■ **Task description**:
Filter the entries, keeping every line with the word "ends".
[Excerpted records]
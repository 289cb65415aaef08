//! Deterministic stride-based segmentation fallback.
//!
//! Walks the text in fixed character strides and snaps each cut to the
//! nearest sentence end so chapters do not break mid-sentence. Needs no
//! external capability, so it always succeeds.

use super::{
    fallback_description, fallback_title, floor_char_boundary, spans_from_boundaries,
    time_for_offset, Chapter, Segmenter, SegmenterConfig, TopicBoundary,
};
use crate::error::Result;
use crate::transcription::TranscriptData;
use async_trait::async_trait;
use regex::Regex;
use std::sync::OnceLock;
use tracing::debug;

/// Sentence-ending punctuation followed by whitespace.
fn sentence_end_regex() -> &'static Regex {
    static RE: OnceLock<Regex> = OnceLock::new();
    RE.get_or_init(|| Regex::new(r"[.!?]\s").expect("valid regex"))
}

/// Stride-based heuristic segmenter.
pub struct HeuristicSegmenter {
    config: SegmenterConfig,
}

impl HeuristicSegmenter {
    pub fn new() -> Self {
        Self::with_config(SegmenterConfig::default())
    }

    pub fn with_config(config: SegmenterConfig) -> Self {
        Self { config }
    }

    /// Compute boundaries at fixed strides, snapped to sentence ends.
    ///
    /// Position 0 is always seeded as an implicit boundary. At each stride
    /// point the surrounding window is searched for sentence-ending
    /// punctuation; if none is found the cut lands on the raw stride.
    pub fn boundaries(text: &str, config: &SegmenterConfig) -> Vec<TopicBoundary> {
        let mut boundaries = vec![TopicBoundary {
            offset: 0,
            topic: "Introduction".to_string(),
        }];

        let stride = config.stride_chars.max(1);
        let radius = config.snap_radius_chars;

        let mut cut = stride;
        while cut < text.len() {
            let search_start = floor_char_boundary(text, cut.saturating_sub(radius));
            let search_end = floor_char_boundary(text, (cut + radius).min(text.len()));
            let window = &text[search_start..search_end];

            let offset = match sentence_end_regex().find(window) {
                // +1 lands just past the punctuation, at the whitespace
                Some(m) => search_start + m.start() + 1,
                None => floor_char_boundary(text, cut),
            };

            boundaries.push(TopicBoundary {
                offset,
                topic: "Topic".to_string(),
            });

            cut += stride;
        }

        boundaries
    }
}

impl Default for HeuristicSegmenter {
    fn default() -> Self {
        Self::new()
    }
}

#[async_trait]
impl Segmenter for HeuristicSegmenter {
    async fn segment(&self, transcript: &TranscriptData) -> Result<Vec<Chapter>> {
        let text = &transcript.full_text;
        if text.trim().is_empty() {
            return Ok(Vec::new());
        }

        let boundaries = Self::boundaries(text, &self.config);
        debug!("Heuristic segmentation found {} boundaries", boundaries.len());

        let spans = spans_from_boundaries(text, &boundaries);

        let chapters = spans
            .into_iter()
            .filter_map(|(start, end, _topic)| {
                let chapter_text = text[start..end].trim();
                if chapter_text.len() < self.config.min_chapter_chars {
                    return None;
                }

                Some(Chapter {
                    start_time: time_for_offset(transcript, start),
                    end_time: time_for_offset(transcript, end),
                    title: fallback_title(chapter_text),
                    description: fallback_description(chapter_text),
                    text: chapter_text.to_string(),
                })
            })
            .collect();

        Ok(chapters)
    }
}

#[cfg(test)]
mod tests {
    use super::*;

    fn small_config() -> SegmenterConfig {
        SegmenterConfig {
            stride_chars: 100,
            snap_radius_chars: 30,
            min_chapter_chars: 10,
            ..SegmenterConfig::default()
        }
    }

    #[test]
    fn test_boundaries_seed_position_zero() {
        let text = "Short text.";
        let boundaries = HeuristicSegmenter::boundaries(text, &small_config());
        assert_eq!(boundaries.len(), 1);
        assert_eq!(boundaries[0].offset, 0);
    }

    #[test]
    fn test_boundaries_snap_to_sentence_end() {
        // Sentences of ~40 chars each; stride 100 should snap near a period
        let sentence = "This is a sentence about some subject. ";
        let text = sentence.repeat(10);
        let boundaries = HeuristicSegmenter::boundaries(&text, &small_config());

        assert!(boundaries.len() > 1);
        for boundary in boundaries.iter().skip(1) {
            let before = text.as_bytes()[boundary.offset - 1];
            assert!(
                before == b'.' || before == b'!' || before == b'?',
                "boundary at {} not after punctuation",
                boundary.offset
            );
        }
    }

    #[test]
    fn test_boundaries_raw_cut_without_punctuation() {
        let text = "word ".repeat(60);
        let boundaries = HeuristicSegmenter::boundaries(&text, &small_config());
        // No sentence ends anywhere, cuts land on raw strides
        assert!(boundaries.iter().skip(1).any(|b| b.offset % 100 == 0));
    }

    #[tokio::test]
    async fn test_segment_drops_short_chapters() {
        let sentence = "Another sentence that talks about a topic in detail. ";
        let transcript = TranscriptData::from_text(sentence.repeat(8), None, 120.0);

        let segmenter = HeuristicSegmenter::with_config(SegmenterConfig {
            stride_chars: 100,
            snap_radius_chars: 30,
            min_chapter_chars: 50,
            ..SegmenterConfig::default()
        });

        let chapters = segmenter.segment(&transcript).await.unwrap();
        assert!(!chapters.is_empty());
        for chapter in &chapters {
            assert!(chapter.text.len() >= 50);
            assert!(chapter.start_time <= chapter.end_time);
        }
    }

    #[tokio::test]
    async fn test_segment_empty_transcript() {
        let transcript = TranscriptData::from_text("   ".to_string(), None, 0.0);
        let chapters = HeuristicSegmenter::new().segment(&transcript).await.unwrap();
        assert!(chapters.is_empty());
    }
}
[/Excerpted records]
■ **Expected output**:
    /// Compute boundaries at fixed strides, snapped to sentence ends.
        // No sentence ends anywhere, cuts land on raw strides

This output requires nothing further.